__Problem statement__: From first line to last, copy the material below exactly.

__Provided data__:
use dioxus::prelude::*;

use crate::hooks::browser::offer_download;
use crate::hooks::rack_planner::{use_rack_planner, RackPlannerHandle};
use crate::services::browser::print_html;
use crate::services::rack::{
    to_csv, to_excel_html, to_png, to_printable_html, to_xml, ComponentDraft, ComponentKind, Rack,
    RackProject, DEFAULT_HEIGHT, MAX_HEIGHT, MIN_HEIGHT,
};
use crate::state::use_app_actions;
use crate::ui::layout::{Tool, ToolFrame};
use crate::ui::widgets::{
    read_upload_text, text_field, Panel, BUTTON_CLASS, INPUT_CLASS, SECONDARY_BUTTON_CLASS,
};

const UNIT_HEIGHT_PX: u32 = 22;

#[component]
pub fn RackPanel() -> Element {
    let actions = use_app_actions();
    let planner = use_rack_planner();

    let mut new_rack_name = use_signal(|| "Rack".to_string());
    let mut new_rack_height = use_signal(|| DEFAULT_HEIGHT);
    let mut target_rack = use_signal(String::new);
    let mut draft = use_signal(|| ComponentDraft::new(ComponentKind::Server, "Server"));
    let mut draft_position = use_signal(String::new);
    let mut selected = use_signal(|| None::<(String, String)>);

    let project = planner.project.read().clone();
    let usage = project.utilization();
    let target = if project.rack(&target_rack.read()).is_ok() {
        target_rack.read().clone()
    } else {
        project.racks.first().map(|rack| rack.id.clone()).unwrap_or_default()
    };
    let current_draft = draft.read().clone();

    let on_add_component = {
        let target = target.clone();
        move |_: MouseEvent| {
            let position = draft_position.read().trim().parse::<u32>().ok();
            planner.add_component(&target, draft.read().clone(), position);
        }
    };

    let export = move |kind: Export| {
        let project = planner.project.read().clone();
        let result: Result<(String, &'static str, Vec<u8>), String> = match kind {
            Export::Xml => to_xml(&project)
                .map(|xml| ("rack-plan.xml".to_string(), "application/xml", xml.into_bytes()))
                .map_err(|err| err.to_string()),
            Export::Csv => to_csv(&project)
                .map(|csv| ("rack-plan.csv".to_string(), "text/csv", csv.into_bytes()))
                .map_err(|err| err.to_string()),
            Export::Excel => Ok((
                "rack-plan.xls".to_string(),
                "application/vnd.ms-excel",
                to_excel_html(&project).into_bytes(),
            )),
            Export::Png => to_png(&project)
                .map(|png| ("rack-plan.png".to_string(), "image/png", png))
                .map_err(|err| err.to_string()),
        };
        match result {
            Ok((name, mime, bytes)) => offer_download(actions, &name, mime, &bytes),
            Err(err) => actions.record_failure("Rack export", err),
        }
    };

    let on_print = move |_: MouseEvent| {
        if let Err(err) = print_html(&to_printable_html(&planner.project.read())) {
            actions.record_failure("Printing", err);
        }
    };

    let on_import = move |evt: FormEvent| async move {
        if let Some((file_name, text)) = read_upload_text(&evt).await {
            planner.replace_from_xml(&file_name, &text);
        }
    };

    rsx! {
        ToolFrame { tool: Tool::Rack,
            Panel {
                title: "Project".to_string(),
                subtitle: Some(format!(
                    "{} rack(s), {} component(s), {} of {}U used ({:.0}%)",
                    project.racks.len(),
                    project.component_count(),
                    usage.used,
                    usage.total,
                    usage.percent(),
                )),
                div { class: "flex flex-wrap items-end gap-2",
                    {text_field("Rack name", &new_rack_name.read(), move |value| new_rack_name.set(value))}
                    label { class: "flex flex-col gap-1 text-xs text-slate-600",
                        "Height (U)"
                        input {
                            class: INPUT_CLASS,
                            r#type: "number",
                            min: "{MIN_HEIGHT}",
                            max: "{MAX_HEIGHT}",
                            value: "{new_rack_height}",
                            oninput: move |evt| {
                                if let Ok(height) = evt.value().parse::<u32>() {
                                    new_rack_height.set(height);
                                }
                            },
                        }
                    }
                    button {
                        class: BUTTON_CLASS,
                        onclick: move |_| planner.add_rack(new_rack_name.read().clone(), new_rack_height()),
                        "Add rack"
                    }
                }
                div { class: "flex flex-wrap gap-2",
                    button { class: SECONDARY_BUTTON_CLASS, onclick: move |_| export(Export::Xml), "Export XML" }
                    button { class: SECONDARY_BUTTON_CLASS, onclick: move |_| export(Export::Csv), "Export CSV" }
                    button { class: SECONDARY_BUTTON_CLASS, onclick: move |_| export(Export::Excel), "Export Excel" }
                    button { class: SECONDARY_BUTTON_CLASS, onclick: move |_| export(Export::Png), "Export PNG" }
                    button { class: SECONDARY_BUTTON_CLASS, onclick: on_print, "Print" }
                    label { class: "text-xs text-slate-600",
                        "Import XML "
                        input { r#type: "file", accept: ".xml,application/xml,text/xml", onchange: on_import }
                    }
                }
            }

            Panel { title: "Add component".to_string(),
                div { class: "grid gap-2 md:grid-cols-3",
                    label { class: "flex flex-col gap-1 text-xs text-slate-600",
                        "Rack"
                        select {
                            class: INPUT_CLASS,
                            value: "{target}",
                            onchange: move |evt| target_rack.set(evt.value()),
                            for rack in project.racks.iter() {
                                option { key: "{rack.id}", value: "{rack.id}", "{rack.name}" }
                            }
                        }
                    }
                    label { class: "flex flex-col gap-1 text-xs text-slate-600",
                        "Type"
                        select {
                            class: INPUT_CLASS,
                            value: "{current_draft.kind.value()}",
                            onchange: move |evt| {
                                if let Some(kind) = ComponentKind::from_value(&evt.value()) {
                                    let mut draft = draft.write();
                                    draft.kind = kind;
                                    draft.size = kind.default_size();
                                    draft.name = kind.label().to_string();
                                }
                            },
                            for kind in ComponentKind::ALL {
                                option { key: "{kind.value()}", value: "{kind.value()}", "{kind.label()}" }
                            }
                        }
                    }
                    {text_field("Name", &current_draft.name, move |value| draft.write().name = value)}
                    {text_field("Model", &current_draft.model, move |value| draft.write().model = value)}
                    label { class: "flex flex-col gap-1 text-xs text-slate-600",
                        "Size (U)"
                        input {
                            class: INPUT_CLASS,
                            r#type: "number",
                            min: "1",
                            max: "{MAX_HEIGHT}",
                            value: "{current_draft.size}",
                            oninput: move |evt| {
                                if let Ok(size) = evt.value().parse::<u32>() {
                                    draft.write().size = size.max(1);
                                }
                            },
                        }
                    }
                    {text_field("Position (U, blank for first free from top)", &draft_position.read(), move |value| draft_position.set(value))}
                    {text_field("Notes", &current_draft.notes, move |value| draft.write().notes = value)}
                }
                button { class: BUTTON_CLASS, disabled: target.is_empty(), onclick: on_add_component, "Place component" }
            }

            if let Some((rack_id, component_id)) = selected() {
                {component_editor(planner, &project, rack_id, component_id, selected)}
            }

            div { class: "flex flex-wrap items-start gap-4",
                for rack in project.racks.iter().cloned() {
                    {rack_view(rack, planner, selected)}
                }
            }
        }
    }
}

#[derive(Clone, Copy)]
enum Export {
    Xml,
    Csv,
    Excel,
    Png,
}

__Output for this exercise__:
use dioxus::prelude::*;

use crate::hooks::browser::offer_download;
use crate::hooks::rack_planner::{use_rack_planner, RackPlannerHandle};
use crate::services::browser::print_html;
use crate::services::rack::{
    to_csv, to_excel_html, to_png, to_printable_html, to_xml, ComponentDraft, ComponentKind, Rack,
    RackProject, DEFAULT_HEIGHT, MAX_HEIGHT, MIN_HEIGHT,
};
use crate::state::use_app_actions;
use crate::ui::layout::{Tool, ToolFrame};
use crate::ui::widgets::{
    read_upload_text, text_field, Panel, BUTTON_CLASS, INPUT_CLASS, SECONDARY_BUTTON_CLASS,
};

const UNIT_HEIGHT_PX: u32 = 22;

#[component]
pub fn RackPanel() -> Element {
    let actions = use_app_actions();
    let planner = use_rack_planner();

    let mut new_rack_name = use_signal(|| "Rack".to_string());
    let mut new_rack_height = use_signal(|| DEFAULT_HEIGHT);
    let mut target_rack = use_signal(String::new);
    let mut draft = use_signal(|| ComponentDraft::new(ComponentKind::Server, "Server"));
    let mut draft_position = use_signal(String::new);
    let mut selected = use_signal(|| None::<(String, String)>);

    let project = planner.project.read().clone();
    let usage = project.utilization();
    let target = if project.rack(&target_rack.read()).is_ok() {
        target_rack.read().clone()
    } else {
        project.racks.first().map(|rack| rack.id.clone()).unwrap_or_default()
    };
    let current_draft = draft.read().clone();

    let on_add_component = {
        let target = target.clone();
        move |_: MouseEvent| {
            let position = draft_position.read().trim().parse::<u32>().ok();
            planner.add_component(&target, draft.read().clone(), position);
        }
    };

    let export = move |kind: Export| {
        let project = planner.project.read().clone();
        let result: Result<(String, &'static str, Vec<u8>), String> = match kind {
            Export::Xml => to_xml(&project)
                .map(|xml| ("rack-plan.xml".to_string(), "application/xml", xml.into_bytes()))
                .map_err(|err| err.to_string()),
            Export::Csv => to_csv(&project)
                .map(|csv| ("rack-plan.csv".to_string(), "text/csv", csv.into_bytes()))
                .map_err(|err| err.to_string()),
            Export::Excel => Ok((
                "rack-plan.xls".to_string(),
                "application/vnd.ms-excel",
                to_excel_html(&project).into_bytes(),
            )),
            Export::Png => to_png(&project)
                .map(|png| ("rack-plan.png".to_string(), "image/png", png))
                .map_err(|err| err.to_string()),
        };
        match result {
            Ok((name, mime, bytes)) => offer_download(actions, &name, mime, &bytes),
            Err(err) => actions.record_failure("Rack export", err),
        }
    };

    let on_print = move |_: MouseEvent| {
        if let Err(err) = print_html(&to_printable_html(&planner.project.read())) {
            actions.record_failure("Printing", err);
        }
    };

    let on_import = move |evt: FormEvent| async move {
        if let Some((file_name, text)) = read_upload_text(&evt).await {
            planner.replace_from_xml(&file_name, &text);
        }
    };

    rsx! {
        ToolFrame { tool: Tool::Rack,
            Panel {
                title: "Project".to_string(),
                subtitle: Some(format!(
                    "{} rack(s), {} component(s), {} of {}U used ({:.0}%)",
                    project.racks.len(),
                    project.component_count(),
                    usage.used,
                    usage.total,
                    usage.percent(),
                )),
                div { class: "flex flex-wrap items-end gap-2",
                    {text_field("Rack name", &new_rack_name.read(), move |value| new_rack_name.set(value))}
                    label { class: "flex flex-col gap-1 text-xs text-slate-600",
                        "Height (U)"
                        input {
                            class: INPUT_CLASS,
                            r#type: "number",
                            min: "{MIN_HEIGHT}",
                            max: "{MAX_HEIGHT}",
                            value: "{new_rack_height}",
                            oninput: move |evt| {
                                if let Ok(height) = evt.value().parse::<u32>() {
                                    new_rack_height.set(height);
                                }
                            },
                        }
                    }
                    button {
                        class: BUTTON_CLASS,
                        onclick: move |_| planner.add_rack(new_rack_name.read().clone(), new_rack_height()),
                        "Add rack"
                    }
                }
                div { class: "flex flex-wrap gap-2",
                    button { class: SECONDARY_BUTTON_CLASS, onclick: move |_| export(Export::Xml), "Export XML" }
                    button { class: SECONDARY_BUTTON_CLASS, onclick: move |_| export(Export::Csv), "Export CSV" }
                    button { class: SECONDARY_BUTTON_CLASS, onclick: move |_| export(Export::Excel), "Export Excel" }
                    button { class: SECONDARY_BUTTON_CLASS, onclick: move |_| export(Export::Png), "Export PNG" }
                    button { class: SECONDARY_BUTTON_CLASS, onclick: on_print, "Print" }
                    label { class: "text-xs text-slate-600",
                        "Import XML "
                        input { r#type: "file", accept: ".xml,application/xml,text/xml", onchange: on_import }
                    }
                }
            }

            Panel { title: "Add component".to_string(),
                div { class: "grid gap-2 md:grid-cols-3",
                    label { class: "flex flex-col gap-1 text-xs text-slate-600",
                        "Rack"
                        select {
                            class: INPUT_CLASS,
                            value: "{target}",
                            onchange: move |evt| target_rack.set(evt.value()),
                            for rack in project.racks.iter() {
                                option { key: "{rack.id}", value: "{rack.id}", "{rack.name}" }
                            }
                        }
                    }
                    label { class: "flex flex-col gap-1 text-xs text-slate-600",
                        "Type"
                        select {
                            class: INPUT_CLASS,
                            value: "{current_draft.kind.value()}",
                            onchange: move |evt| {
                                if let Some(kind) = ComponentKind::from_value(&evt.value()) {
                                    let mut draft = draft.write();
                                    draft.kind = kind;
                                    draft.size = kind.default_size();
                                    draft.name = kind.label().to_string();
                                }
                            },
                            for kind in ComponentKind::ALL {
                                option { key: "{kind.value()}", value: "{kind.value()}", "{kind.label()}" }
                            }
                        }
                    }
                    {text_field("Name", &current_draft.name, move |value| draft.write().name = value)}
                    {text_field("Model", &current_draft.model, move |value| draft.write().model = value)}
                    label { class: "flex flex-col gap-1 text-xs text-slate-600",
                        "Size (U)"
                        input {
                            class: INPUT_CLASS,
                            r#type: "number",
                            min: "1",
                            max: "{MAX_HEIGHT}",
                            value: "{current_draft.size}",
                            oninput: move |evt| {
                                if let Ok(size) = evt.value().parse::<u32>() {
                                    draft.write().size = size.max(1);
                                }
                            },
                        }
                    }
                    {text_field("Position (U, blank for first free from top)", &draft_position.read(), move |value| draft_position.set(value))}
                    {text_field("Notes", &current_draft.notes, move |value| draft.write().notes = value)}
                }
                button { class: BUTTON_CLASS, disabled: target.is_empty(), onclick: on_add_component, "Place component" }
            }

            if let Some((rack_id, component_id)) = selected() {
                {component_editor(planner, &project, rack_id, component_id, selected)}
            }

            div { class: "flex flex-wrap items-start gap-4",
                for rack in project.racks.iter().cloned() {
                    {rack_view(rack, planner, selected)}
                }
            }
        }
    }
}

#[derive(Clone, Copy)]
enum Export {
    Xml,
    Csv,
    Excel,
    Png,
}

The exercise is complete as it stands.